STORED DATA:
--*--

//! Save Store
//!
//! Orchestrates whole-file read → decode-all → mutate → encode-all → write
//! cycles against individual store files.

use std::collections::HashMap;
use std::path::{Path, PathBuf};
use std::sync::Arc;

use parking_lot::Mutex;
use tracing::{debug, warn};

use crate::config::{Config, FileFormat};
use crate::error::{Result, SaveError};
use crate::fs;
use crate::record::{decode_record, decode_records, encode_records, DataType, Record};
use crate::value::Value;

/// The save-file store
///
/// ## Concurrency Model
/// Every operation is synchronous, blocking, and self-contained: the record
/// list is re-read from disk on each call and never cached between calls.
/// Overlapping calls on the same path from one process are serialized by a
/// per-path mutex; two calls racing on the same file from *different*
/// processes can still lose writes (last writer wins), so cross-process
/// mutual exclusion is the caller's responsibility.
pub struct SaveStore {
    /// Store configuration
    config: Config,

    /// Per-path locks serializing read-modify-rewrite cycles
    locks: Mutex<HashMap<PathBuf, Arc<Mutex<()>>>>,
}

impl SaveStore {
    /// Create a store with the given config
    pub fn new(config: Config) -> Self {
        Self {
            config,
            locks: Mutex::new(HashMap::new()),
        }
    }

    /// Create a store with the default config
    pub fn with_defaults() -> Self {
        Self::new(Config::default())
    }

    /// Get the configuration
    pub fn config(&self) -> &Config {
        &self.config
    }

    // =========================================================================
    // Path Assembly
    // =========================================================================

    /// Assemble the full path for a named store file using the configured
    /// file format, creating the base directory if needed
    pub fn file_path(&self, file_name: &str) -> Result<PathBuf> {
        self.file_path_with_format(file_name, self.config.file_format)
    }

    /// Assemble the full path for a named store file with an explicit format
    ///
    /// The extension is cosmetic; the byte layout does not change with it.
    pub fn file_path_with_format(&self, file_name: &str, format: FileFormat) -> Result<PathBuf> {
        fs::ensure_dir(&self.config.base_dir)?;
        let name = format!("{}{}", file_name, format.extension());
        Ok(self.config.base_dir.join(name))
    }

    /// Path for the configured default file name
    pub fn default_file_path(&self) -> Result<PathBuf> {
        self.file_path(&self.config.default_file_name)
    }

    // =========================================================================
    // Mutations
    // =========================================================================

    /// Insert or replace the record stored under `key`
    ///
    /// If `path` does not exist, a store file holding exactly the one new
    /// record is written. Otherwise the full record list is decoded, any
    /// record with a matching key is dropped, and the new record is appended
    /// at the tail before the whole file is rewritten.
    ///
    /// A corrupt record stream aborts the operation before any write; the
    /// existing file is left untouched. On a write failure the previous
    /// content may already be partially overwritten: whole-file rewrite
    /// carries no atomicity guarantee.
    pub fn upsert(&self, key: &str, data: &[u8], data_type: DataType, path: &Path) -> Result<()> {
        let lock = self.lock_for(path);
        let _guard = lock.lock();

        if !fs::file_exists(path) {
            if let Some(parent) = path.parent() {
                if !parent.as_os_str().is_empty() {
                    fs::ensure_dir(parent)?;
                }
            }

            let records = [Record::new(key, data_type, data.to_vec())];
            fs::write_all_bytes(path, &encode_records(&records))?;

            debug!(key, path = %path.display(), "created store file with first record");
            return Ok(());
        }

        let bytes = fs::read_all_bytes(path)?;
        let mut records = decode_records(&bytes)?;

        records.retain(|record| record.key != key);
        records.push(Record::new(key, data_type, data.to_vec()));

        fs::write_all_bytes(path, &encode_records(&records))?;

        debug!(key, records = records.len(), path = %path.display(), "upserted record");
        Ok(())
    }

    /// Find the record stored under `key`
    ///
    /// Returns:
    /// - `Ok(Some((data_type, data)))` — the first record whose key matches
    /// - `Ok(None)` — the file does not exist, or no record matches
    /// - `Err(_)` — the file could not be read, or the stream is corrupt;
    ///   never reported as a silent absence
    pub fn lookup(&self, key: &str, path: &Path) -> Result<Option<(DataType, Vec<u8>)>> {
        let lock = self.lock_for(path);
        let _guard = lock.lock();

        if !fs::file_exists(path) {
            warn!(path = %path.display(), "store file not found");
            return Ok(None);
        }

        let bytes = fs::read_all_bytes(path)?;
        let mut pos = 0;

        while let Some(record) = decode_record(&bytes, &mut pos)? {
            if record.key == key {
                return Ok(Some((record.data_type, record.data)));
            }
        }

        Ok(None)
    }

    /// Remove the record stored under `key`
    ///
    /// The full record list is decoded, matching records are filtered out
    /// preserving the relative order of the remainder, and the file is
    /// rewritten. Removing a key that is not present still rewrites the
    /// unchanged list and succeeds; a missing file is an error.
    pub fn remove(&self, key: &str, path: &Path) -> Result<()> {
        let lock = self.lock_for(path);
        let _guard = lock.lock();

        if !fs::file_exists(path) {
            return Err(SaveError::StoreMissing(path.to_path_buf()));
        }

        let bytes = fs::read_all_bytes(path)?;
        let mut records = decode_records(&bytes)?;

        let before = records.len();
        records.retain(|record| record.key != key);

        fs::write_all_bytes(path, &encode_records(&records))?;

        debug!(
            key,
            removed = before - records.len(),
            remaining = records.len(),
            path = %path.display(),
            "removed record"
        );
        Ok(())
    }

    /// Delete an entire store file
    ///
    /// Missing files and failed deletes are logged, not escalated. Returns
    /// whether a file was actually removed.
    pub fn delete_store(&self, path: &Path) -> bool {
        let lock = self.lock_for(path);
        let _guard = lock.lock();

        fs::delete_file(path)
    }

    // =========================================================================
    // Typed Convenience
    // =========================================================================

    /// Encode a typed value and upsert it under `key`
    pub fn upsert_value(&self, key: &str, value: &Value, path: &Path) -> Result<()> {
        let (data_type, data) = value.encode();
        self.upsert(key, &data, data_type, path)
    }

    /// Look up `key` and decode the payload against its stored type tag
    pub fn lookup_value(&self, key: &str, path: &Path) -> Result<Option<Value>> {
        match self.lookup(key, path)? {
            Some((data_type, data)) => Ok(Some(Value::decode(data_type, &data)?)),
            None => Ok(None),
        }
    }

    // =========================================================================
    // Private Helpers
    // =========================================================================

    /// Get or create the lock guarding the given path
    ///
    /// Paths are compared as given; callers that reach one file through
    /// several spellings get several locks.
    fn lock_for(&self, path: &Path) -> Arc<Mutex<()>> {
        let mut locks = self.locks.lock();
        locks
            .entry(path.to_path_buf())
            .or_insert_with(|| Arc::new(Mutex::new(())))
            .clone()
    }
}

--*--

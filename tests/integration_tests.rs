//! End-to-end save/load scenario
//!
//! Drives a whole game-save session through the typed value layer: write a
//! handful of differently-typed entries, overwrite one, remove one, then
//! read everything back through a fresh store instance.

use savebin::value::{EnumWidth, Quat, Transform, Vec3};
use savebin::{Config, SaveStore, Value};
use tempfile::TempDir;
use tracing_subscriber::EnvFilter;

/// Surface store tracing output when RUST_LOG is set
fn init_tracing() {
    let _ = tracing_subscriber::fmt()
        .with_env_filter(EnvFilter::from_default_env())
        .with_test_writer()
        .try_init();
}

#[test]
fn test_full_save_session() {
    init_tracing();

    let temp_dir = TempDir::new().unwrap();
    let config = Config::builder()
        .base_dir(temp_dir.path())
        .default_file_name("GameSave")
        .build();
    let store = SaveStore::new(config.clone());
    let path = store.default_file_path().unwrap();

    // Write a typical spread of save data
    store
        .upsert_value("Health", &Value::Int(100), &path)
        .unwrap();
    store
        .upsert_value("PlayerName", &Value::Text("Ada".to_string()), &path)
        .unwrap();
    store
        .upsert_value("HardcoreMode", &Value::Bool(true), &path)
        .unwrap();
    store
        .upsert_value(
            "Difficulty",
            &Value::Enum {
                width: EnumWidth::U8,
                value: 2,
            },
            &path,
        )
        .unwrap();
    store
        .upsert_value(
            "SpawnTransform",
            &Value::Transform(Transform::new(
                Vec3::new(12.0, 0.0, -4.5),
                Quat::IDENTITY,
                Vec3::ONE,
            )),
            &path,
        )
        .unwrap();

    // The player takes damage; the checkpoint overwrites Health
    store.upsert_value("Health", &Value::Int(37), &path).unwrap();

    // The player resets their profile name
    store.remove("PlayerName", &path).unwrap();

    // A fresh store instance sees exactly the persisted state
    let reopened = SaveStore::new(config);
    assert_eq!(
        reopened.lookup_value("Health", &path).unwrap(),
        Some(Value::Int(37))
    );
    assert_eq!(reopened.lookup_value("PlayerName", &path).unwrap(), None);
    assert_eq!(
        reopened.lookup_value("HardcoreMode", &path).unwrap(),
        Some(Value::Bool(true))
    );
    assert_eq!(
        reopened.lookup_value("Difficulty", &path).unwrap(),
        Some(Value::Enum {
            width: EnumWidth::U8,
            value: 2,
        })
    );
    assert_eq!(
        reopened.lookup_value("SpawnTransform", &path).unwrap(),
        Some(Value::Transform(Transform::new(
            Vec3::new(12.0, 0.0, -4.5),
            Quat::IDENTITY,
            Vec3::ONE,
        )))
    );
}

--*--

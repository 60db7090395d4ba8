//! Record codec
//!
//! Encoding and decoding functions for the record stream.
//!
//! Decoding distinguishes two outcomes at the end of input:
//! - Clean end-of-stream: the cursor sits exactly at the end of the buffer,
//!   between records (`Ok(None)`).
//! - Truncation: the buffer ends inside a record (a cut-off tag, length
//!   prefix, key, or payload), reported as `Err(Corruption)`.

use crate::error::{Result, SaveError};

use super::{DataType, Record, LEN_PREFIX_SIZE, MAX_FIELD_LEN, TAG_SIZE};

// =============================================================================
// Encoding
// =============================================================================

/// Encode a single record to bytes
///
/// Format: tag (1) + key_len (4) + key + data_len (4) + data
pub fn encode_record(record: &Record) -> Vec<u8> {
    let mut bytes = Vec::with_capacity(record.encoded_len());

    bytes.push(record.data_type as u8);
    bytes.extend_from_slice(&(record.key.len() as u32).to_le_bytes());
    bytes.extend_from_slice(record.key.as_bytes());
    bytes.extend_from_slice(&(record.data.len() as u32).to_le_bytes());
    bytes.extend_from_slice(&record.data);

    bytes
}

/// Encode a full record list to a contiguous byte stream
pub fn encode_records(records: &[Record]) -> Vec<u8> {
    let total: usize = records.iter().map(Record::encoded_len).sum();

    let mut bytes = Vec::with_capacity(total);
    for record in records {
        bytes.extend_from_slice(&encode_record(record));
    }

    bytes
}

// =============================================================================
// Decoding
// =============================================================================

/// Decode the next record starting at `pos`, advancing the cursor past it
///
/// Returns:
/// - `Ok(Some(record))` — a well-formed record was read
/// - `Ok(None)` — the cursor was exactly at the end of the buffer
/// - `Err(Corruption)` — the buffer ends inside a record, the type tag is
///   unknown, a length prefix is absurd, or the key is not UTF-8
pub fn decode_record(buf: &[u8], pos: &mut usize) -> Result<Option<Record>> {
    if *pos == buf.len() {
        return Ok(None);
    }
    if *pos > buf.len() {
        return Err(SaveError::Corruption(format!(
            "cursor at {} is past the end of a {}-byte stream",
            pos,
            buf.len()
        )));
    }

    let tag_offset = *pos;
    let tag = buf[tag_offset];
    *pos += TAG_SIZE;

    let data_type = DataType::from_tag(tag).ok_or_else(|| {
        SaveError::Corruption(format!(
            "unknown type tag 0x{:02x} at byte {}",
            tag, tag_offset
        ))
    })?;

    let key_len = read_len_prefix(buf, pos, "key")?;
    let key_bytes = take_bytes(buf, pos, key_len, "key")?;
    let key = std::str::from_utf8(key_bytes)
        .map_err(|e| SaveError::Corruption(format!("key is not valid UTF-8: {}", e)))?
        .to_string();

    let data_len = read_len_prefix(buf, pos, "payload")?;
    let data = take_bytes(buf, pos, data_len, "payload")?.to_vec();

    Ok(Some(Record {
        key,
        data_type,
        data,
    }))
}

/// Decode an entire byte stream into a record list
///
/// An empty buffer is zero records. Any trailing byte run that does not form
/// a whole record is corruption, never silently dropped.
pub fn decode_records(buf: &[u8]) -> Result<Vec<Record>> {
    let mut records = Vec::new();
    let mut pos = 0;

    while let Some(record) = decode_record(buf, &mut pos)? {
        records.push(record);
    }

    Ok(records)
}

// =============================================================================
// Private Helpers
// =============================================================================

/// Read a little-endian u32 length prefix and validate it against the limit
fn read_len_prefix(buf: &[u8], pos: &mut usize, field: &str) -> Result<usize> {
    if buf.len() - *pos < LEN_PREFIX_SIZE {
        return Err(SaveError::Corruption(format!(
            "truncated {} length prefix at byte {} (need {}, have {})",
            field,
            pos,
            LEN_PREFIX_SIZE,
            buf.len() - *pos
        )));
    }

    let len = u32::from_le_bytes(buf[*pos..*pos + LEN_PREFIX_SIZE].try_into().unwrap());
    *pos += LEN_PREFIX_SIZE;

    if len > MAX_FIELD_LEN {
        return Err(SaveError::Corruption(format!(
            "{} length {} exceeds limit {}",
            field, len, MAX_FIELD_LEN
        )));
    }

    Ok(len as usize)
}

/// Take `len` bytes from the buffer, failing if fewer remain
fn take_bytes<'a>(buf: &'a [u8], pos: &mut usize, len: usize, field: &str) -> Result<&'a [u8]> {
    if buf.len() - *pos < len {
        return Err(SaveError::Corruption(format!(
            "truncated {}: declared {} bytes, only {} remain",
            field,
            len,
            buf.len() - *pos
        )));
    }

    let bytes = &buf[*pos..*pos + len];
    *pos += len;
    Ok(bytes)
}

--*--

TASK DETAILS:
The answer must consist of every line from the records above that holds "Encoding".

RESULT:
//! Encoding and decoding functions for the record stream.
// Encoding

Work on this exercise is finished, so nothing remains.